Description of the task.
Give only the number of lines in the records that contain the word "BackwardSubstitution".

Available records.
┄┄┄┄┄┄┄┄┄┄

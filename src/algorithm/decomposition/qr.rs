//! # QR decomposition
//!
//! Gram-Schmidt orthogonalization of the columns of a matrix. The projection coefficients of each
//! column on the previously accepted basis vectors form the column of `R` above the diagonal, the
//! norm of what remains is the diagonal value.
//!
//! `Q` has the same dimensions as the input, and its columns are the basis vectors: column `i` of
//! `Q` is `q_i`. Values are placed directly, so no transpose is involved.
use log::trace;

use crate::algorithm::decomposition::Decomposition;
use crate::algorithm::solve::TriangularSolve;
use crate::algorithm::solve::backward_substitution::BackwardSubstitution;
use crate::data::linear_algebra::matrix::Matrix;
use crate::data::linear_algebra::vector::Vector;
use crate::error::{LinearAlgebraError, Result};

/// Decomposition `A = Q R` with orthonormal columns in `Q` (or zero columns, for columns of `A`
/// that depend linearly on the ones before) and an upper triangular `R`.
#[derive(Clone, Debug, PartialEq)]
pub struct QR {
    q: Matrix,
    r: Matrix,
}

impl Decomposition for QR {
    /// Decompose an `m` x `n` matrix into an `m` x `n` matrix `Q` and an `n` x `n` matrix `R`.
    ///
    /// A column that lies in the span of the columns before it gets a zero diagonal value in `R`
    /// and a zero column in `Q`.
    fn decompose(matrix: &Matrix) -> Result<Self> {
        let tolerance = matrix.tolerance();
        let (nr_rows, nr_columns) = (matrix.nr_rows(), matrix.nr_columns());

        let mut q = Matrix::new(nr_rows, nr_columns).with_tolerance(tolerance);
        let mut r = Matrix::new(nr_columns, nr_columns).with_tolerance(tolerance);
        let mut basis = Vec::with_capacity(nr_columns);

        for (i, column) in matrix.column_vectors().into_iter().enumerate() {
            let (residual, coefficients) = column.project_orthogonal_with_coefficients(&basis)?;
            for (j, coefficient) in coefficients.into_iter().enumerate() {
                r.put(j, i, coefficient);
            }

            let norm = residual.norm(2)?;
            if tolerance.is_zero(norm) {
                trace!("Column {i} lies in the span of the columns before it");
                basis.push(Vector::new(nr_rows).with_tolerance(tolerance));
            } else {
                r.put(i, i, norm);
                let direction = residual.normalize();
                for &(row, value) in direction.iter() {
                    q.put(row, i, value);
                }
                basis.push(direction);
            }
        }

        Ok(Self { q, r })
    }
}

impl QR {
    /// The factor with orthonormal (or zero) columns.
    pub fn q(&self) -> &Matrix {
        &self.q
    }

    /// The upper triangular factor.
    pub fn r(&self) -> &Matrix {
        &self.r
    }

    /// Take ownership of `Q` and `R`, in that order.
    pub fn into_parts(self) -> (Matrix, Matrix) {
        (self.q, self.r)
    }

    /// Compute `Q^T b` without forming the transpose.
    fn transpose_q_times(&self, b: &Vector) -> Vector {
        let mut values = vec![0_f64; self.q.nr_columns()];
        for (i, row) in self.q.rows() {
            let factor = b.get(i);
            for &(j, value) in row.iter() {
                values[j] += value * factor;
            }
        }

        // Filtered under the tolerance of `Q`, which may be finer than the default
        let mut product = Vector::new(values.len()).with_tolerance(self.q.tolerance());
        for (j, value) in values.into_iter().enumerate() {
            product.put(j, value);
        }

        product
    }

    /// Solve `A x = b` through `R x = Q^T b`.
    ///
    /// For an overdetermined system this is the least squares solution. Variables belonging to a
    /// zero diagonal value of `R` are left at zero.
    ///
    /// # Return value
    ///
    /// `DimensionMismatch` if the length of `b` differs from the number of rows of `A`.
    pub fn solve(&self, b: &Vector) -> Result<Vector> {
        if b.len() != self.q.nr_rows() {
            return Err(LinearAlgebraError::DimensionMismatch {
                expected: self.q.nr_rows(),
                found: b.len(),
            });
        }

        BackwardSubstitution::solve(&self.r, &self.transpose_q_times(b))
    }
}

┄┄┄┄┄┄┄┄┄┄

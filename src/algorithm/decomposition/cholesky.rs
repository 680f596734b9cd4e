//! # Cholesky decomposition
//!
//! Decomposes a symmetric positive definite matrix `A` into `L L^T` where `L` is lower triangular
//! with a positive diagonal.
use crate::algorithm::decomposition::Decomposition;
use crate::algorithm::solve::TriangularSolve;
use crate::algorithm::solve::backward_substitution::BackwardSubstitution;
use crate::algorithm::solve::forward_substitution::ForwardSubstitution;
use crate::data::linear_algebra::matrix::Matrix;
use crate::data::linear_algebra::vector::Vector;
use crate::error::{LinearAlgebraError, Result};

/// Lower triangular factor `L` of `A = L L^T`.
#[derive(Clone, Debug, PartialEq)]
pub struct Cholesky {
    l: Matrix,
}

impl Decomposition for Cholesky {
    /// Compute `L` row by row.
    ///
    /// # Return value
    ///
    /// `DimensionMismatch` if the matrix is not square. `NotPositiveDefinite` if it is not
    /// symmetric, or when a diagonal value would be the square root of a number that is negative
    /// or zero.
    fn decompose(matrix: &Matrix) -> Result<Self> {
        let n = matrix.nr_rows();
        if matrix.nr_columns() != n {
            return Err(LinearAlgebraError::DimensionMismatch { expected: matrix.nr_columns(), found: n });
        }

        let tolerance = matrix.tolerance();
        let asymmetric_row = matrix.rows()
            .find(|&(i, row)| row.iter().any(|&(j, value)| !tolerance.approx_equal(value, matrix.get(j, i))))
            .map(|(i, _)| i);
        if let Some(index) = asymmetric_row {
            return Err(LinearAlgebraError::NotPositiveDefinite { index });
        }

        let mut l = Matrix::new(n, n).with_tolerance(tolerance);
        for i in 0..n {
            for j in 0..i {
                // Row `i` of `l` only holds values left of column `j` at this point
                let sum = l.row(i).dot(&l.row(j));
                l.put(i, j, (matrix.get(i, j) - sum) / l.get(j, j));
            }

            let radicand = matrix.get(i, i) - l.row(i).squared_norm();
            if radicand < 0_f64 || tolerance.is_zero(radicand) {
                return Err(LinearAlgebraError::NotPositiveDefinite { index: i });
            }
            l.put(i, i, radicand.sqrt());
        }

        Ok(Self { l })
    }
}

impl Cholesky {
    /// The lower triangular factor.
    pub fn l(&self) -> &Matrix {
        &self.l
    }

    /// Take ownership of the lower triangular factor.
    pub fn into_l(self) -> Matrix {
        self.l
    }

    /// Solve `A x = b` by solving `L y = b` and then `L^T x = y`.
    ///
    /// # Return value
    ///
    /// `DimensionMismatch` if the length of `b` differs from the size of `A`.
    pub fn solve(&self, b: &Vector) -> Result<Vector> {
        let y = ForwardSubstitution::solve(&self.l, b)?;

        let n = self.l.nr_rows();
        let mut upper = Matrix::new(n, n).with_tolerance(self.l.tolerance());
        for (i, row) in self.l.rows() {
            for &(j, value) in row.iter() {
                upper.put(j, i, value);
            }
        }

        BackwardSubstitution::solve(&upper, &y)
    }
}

┄┄┄┄┄┄┄┄┄┄

Output of the task.
4